- Aim of the exercise
Below are the entries. Transcribe exactly the lines from the one with "A values on each side." through the one with "self.state.as_ref().ok_or(Error::NotFitted)", ends included, and leave out all others.

- Input records
//! Trimmed mean of M-values (TMM).
//!
//! Trimmed mean of M-values (TMM) is the normalization method used in [edgeR].
//! See "[A scaling normalization method for differential expression analysis of
//! RNA-seq data][10.1186/gb-2010-11-3-r25]" (2010) by Robinson and Oshlack for
//! more details.
//!
//! Each sample is compared against a reference sample. Per gene, the log-fold change (M) and
//! the mean log abundance (A) are computed; genes in the tails of either are trimmed, and the
//! factor is the precision-weighted mean of the remaining M values.
//!
//! Factors match edgeR's `calcNormFactors(method = "TMM")`.
//!
//! [edgeR]: https://bioconductor.org/packages/release/bioc/html/edgeR.html
//! [10.1186/gb-2010-11-3-r25]: https://doi.org/10.1186/gb-2010-11-3-r25

use ndarray::{Array1, Array2, ArrayView1, ArrayView2, Axis};
use tracing::debug;

use super::{
    geometric_mean, library_size, nonzero_gene_indices, rank, scale_by_effective_library_size,
    validate, validate_gene_count, Error, Fit, Transform, Uq,
};

/// The default trim of M values on each side.
pub const DEFAULT_M_TRIM: f64 = 0.3;

/// The default trim of A values on each side.
pub const DEFAULT_A_TRIM: f64 = 0.05;

#[derive(Debug)]
struct State {
    reference_index: usize,
    reference: Array1<f64>,
    geometric_mean: f64,
}

/// Trimmed mean of M-values normalization.
///
/// The transformed values are counts per million using the effective library size.
#[derive(Debug)]
pub struct Tmm {
    m_trim: f64,
    a_trim: f64,
    state: Option<State>,
}

impl Tmm {
    /// Creates a TMM estimator.
    ///
    /// `m_trim` and `a_trim` are the fractions of genes trimmed from each side of the M and A
    /// value distributions, respectively. Both must be in [0, 0.5).
    pub fn new(m_trim: f64, a_trim: f64) -> Result<Self, Error> {
        for trim in [m_trim, a_trim] {
            if !(0.0..0.5).contains(&trim) {
                return Err(Error::InvalidTrim(trim));
            }
        }

        Ok(Self {
            m_trim,
            a_trim,
            state: None,
        })
    }

    pub fn m_trim(&self) -> f64 {
        self.m_trim
    }

    pub fn a_trim(&self) -> f64 {
        self.a_trim
    }

    /// Returns the index of the reference sample in the fitted count matrix.
    pub fn reference_index(&self) -> Option<usize> {
        self.state.as_ref().map(|state| state.reference_index)
    }

    /// Returns the counts of the reference sample.
    pub fn reference(&self) -> Option<ArrayView1<'_, f64>> {
        self.state.as_ref().map(|state| state.reference.view())
    }

    /// Returns the geometric mean of the unscaled factors of the fitted samples.
    pub fn geometric_mean(&self) -> Option<f64> {
        self.state.as_ref().map(|state| state.geometric_mean)
    }

    fn state(&self) -> Result<&State, Error> {
        self.state.as_ref().ok_or(Error::NotFitted)
    }

    fn calculate_unscaled_factors(
        &self,
        counts: ArrayView2<'_, f64>,
        reference: ArrayView1<'_, f64>,
    ) -> Array1<f64> {
        // Genes removed here are all zero and do not contribute to the reference's library size.
        let reference_library_size = reference.sum();

        let indices = nonzero_gene_indices(counts);
        let counts = counts.select(Axis(1), &indices);
        let reference = reference.select(Axis(0), &indices);

        let library_sizes = library_size(counts.view());

        counts
            .rows()
            .into_iter()
            .zip(&library_sizes)
            .map(|(row, &library_size)| {
                LogRatios::new(row, library_size, reference.view(), reference_library_size)
                    .trimmed_mean(self.m_trim, self.a_trim)
                    .exp2()
            })
            .collect()
    }
}

impl Default for Tmm {
    fn default() -> Self {
        Self {
            m_trim: DEFAULT_M_TRIM,
            a_trim: DEFAULT_A_TRIM,
            state: None,
        }
    }
}

impl Fit for Tmm {
    fn fit(&mut self, counts: ArrayView2<'_, f64>) -> Result<&mut Self, Error> {
        self.state = None;

        validate(counts)?;

        let reference_index = find_reference_sample_index(counts)?;
        debug!(reference_index, "found reference sample");

        let reference = counts.row(reference_index).to_owned();

        let factors = self.calculate_unscaled_factors(counts, reference.view());
        let geometric_mean = geometric_mean(factors.view());
        debug!(geometric_mean, "fit TMM factors");

        self.state = Some(State {
            reference_index,
            reference,
            geometric_mean,
        });

        Ok(self)
    }
}

impl Transform for Tmm {
    fn norm_factors(&self, counts: ArrayView2<'_, f64>) -> Result<Array1<f64>, Error> {
        let state = self.state()?;
        validate_gene_count(counts, state.reference.len())?;

        let factors = self.calculate_unscaled_factors(counts, state.reference.view());

        Ok(factors / state.geometric_mean)
    }

    fn transform(&self, counts: ArrayView2<'_, f64>) -> Result<Array2<f64>, Error> {
        let factors = self.norm_factors(counts)?;
        Ok(scale_by_effective_library_size(counts, factors.view()))
    }
}

// The reference is the sample whose upper quartile factor is closest to the mean upper quartile
// factor.
fn find_reference_sample_index(counts: ArrayView2<'_, f64>) -> Result<usize, Error> {
    let factors = Uq::new().fit(counts)?.norm_factors(counts)?;
    let mean = factors.sum() / (factors.len() as f64);
    Ok(find_closest_item_index(factors.view(), mean))
}

fn find_closest_item_index(haystack: ArrayView1<'_, f64>, needle: f64) -> usize {
    let mut min_delta = f64::MAX;
    let mut i = 0;

    for (j, &n) in haystack.iter().enumerate() {
        let delta = (n - needle).abs();

        if delta < min_delta {
            min_delta = delta;
            i = j;
        }
    }

    i
}

/// Per gene statistics of a sample against the reference.
///
/// All vectors have one entry per gene. Genes with a zero count in either the sample or the
/// reference are missing and hold NaN.
struct LogRatios {
    // log-fold changes (M_g)
    log2_ratios: Vec<f64>,
    // absolute intensities (A_g)
    mean_of_logs: Vec<f64>,
    // asymptotic variances
    variances: Vec<f64>,
}

impl LogRatios {
    fn new(
        counts: ArrayView1<'_, f64>,
        library_size: f64,
        reference: ArrayView1<'_, f64>,
        reference_library_size: f64,
    ) -> Self {
        let n = counts.len();

        let mut log2_ratios = Vec::with_capacity(n);
        let mut mean_of_logs = Vec::with_capacity(n);
        let mut variances = Vec::with_capacity(n);

        for (&count, &reference_count) in counts.iter().zip(reference) {
            let count = zero_to_nan(count);
            let reference_count = zero_to_nan(reference_count);

            let p = count / library_size;
            let reference_p = reference_count / reference_library_size;

            // The ratio and product are taken before the logarithm.
            log2_ratios.push((p / reference_p).log2());
            mean_of_logs.push((p * reference_p).log2() / 2.0);
            variances.push((1.0 - p) / count + (1.0 - reference_p) / reference_count);
        }

        Self {
            log2_ratios,
            mean_of_logs,
            variances,
        }
    }

    /// Returns the weighted mean of the M values that survive both trims.
    ///
    /// Each M value is divided by its variance, as edgeR does. NaN terms are skipped, e.g., a
    /// gene holding all counts of both samples has a variance of 0, giving 0 / 0 and an infinite
    /// weight. If no gene survives, the mean is 0.
    fn trimmed_mean(&self, m_trim: f64, a_trim: f64) -> f64 {
        let indices: Vec<_> = (0..self.log2_ratios.len())
            .filter(|&i| self.log2_ratios[i].is_finite() && self.mean_of_logs[i].is_finite())
            .collect();

        let log2_ratios: Vec<_> = indices.iter().map(|&i| self.log2_ratios[i]).collect();
        let mean_of_logs: Vec<_> = indices.iter().map(|&i| self.mean_of_logs[i]).collect();

        let keep = trim_mask(&log2_ratios, m_trim)
            .into_iter()
            .zip(trim_mask(&mean_of_logs, a_trim))
            .map(|(a, b)| a && b);

        let mut sum = 0.0;
        let mut weight_sum = 0.0;
        let mut hit_count = 0;

        for (&i, keep) in indices.iter().zip(keep) {
            if !keep {
                continue;
            }

            let variance = self.variances[i];
            let term = self.log2_ratios[i] / variance;
            let weight = 1.0 / variance;

            if !term.is_nan() {
                sum += term;
            }

            if !weight.is_nan() {
                weight_sum += weight;
            }

            hit_count += 1;
        }

        if hit_count == 0 {
            0.0
        } else {
            sum / weight_sum
        }
    }
}

fn zero_to_nan(n: f64) -> f64 {
    if n == 0.0 {
        f64::NAN
    } else {
        n
    }
}

// Marks the values whose ranks are within [⌊n * p⌋ + 1, n - ⌊n * p⌋].
fn trim_mask(values: &[f64], p: f64) -> Vec<bool> {
    let n = values.len() as f64;
    let low = (n * p).floor() + 1.0;
    let high = n - low + 1.0;

    rank(values)
        .into_iter()
        .map(|r| low <= r && r <= high)
        .collect()
}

- Exercise answer
/// The default trim of A values on each side.
pub const DEFAULT_A_TRIM: f64 = 0.05;

#[derive(Debug)]
struct State {
    reference_index: usize,
    reference: Array1<f64>,
    geometric_mean: f64,
}

/// Trimmed mean of M-values normalization.
///
/// The transformed values are counts per million using the effective library size.
#[derive(Debug)]
pub struct Tmm {
    m_trim: f64,
    a_trim: f64,
    state: Option<State>,
}

impl Tmm {
    /// Creates a TMM estimator.
    ///
    /// `m_trim` and `a_trim` are the fractions of genes trimmed from each side of the M and A
    /// value distributions, respectively. Both must be in [0, 0.5).
    pub fn new(m_trim: f64, a_trim: f64) -> Result<Self, Error> {
        for trim in [m_trim, a_trim] {
            if !(0.0..0.5).contains(&trim) {
                return Err(Error::InvalidTrim(trim));
            }
        }

        Ok(Self {
            m_trim,
            a_trim,
            state: None,
        })
    }

    pub fn m_trim(&self) -> f64 {
        self.m_trim
    }

    pub fn a_trim(&self) -> f64 {
        self.a_trim
    }

    /// Returns the index of the reference sample in the fitted count matrix.
    pub fn reference_index(&self) -> Option<usize> {
        self.state.as_ref().map(|state| state.reference_index)
    }

    /// Returns the counts of the reference sample.
    pub fn reference(&self) -> Option<ArrayView1<'_, f64>> {
        self.state.as_ref().map(|state| state.reference.view())
    }

    /// Returns the geometric mean of the unscaled factors of the fitted samples.
    pub fn geometric_mean(&self) -> Option<f64> {
        self.state.as_ref().map(|state| state.geometric_mean)
    }

    fn state(&self) -> Result<&State, Error> {
        self.state.as_ref().ok_or(Error::NotFitted)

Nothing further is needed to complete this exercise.